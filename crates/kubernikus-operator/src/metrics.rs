//! Per-component metric families. All of them are registered against an
//! explicitly constructed [`prometheus::Registry`] handed in by the
//! composition root; there is no ambient global state.

use prometheus::{HistogramOpts, HistogramVec, IntCounterVec, IntGaugeVec, Opts, Registry};
use snafu::{ResultExt, Snafu};

pub type Result<T, E = Error> = std::result::Result<T, E>;

#[derive(Debug, Snafu)]
pub enum Error {
    #[snafu(display("failed to register {component} metrics"))]
    Register {
        source: prometheus::Error,
        component: String,
    },
}

/// Method-labeled latency/outcome metrics shared by the decorator chains.
#[derive(Clone)]
pub struct OperationMetrics {
    pub latency: HistogramVec,
    pub total: IntCounterVec,
    pub failures: IntCounterVec,
}

impl OperationMetrics {
    pub fn register(component: &str, registry: &Registry) -> Result<Self> {
        let latency = HistogramVec::new(
            HistogramOpts::new(
                format!("kubernikus_{component}_operation_latency_seconds"),
                "Latency of one operation",
            ),
            &["method"],
        )
        .context(RegisterSnafu { component })?;
        let total = IntCounterVec::new(
            Opts::new(
                format!("kubernikus_{component}_operations_total"),
                "Number of operations",
            ),
            &["method"],
        )
        .context(RegisterSnafu { component })?;
        let failures = IntCounterVec::new(
            Opts::new(
                format!("kubernikus_{component}_operation_failures_total"),
                "Number of failed operations",
            ),
            &["method"],
        )
        .context(RegisterSnafu { component })?;
        for collector in [
            Box::new(latency.clone()) as Box<dyn prometheus::core::Collector>,
            Box::new(total.clone()),
            Box::new(failures.clone()),
        ] {
            registry.register(collector).context(RegisterSnafu { component })?;
        }
        Ok(Self {
            latency,
            total,
            failures,
        })
    }

    pub fn observe(&self, method: &str, elapsed: std::time::Duration, failed: bool) {
        self.latency
            .with_label_values(&[method])
            .observe(elapsed.as_secs_f64());
        self.total.with_label_values(&[method]).inc();
        if failed {
            self.failures.with_label_values(&[method]).inc();
        }
    }
}

#[derive(Clone)]
pub struct HammertimeMetrics {
    /// 1 while hammertime holds a kluster's controller-manager at zero.
    pub active: IntGaugeVec,
}

impl HammertimeMetrics {
    pub fn register(registry: &Registry) -> Result<Self> {
        let active = IntGaugeVec::new(
            Opts::new(
                "kubernikus_hammertime_status",
                "Whether hammertime is engaged for a kluster",
            ),
            &["kluster"],
        )
        .context(RegisterSnafu {
            component: "hammertime",
        })?;
        registry.register(Box::new(active.clone())).context(RegisterSnafu {
            component: "hammertime",
        })?;
        Ok(Self { active })
    }
}

#[derive(Clone)]
pub struct PoolMetrics {
    pub running: IntGaugeVec,
    pub desired: IntGaugeVec,
}

impl PoolMetrics {
    pub fn register(registry: &Registry) -> Result<Self> {
        let labels = ["kluster", "node_pool"];
        let running = IntGaugeVec::new(
            Opts::new("kubernikus_node_pool_running", "Observed running nodes"),
            &labels,
        )
        .context(RegisterSnafu { component: "pool" })?;
        let desired = IntGaugeVec::new(
            Opts::new("kubernikus_node_pool_desired", "Declared pool size"),
            &labels,
        )
        .context(RegisterSnafu { component: "pool" })?;
        for collector in [
            Box::new(running.clone()) as Box<dyn prometheus::core::Collector>,
            Box::new(desired.clone()),
        ] {
            registry.register(collector).context(RegisterSnafu { component: "pool" })?;
        }
        Ok(Self { running, desired })
    }
}

#[cfg(test)]
mod tests {
    use super::*;

    #[test]
    fn registers_against_a_fresh_registry() {
        let registry = Registry::new();
        let metrics = OperationMetrics::register("launch", &registry).expect("register launch");
        HammertimeMetrics::register(&registry).expect("register hammertime");
        PoolMetrics::register(&registry).expect("register pool");

        // Vec families only show up in gather() once a child exists.
        metrics.total.with_label_values(&["create_node"]).inc();
        let families = registry.gather();
        assert!(
            families
                .iter()
                .any(|f| f.name() == "kubernikus_launch_operations_total")
        );
    }

    #[test]
    fn double_registration_fails() {
        let registry = Registry::new();
        OperationMetrics::register("launch", &registry).expect("first registration");
        assert!(OperationMetrics::register("launch", &registry).is_err());
    }
}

TASK>
Transcribe only the lines from the beginning of the entries to the line with "pub enum Error", inclusive, exactly as written.

OUTPUT OF THE EXERCISE>
filename crates/kubernikus-operator/src/metrics.rs
//! Per-component metric families. All of them are registered against an
//! explicitly constructed [`prometheus::Registry`] handed in by the
//! composition root; there is no ambient global state.

use prometheus::{HistogramOpts, HistogramVec, IntCounterVec, IntGaugeVec, Opts, Registry};
use snafu::{ResultExt, Snafu};

pub type Result<T, E = Error> = std::result::Result<T, E>;

#[derive(Debug, Snafu)]
pub enum Error {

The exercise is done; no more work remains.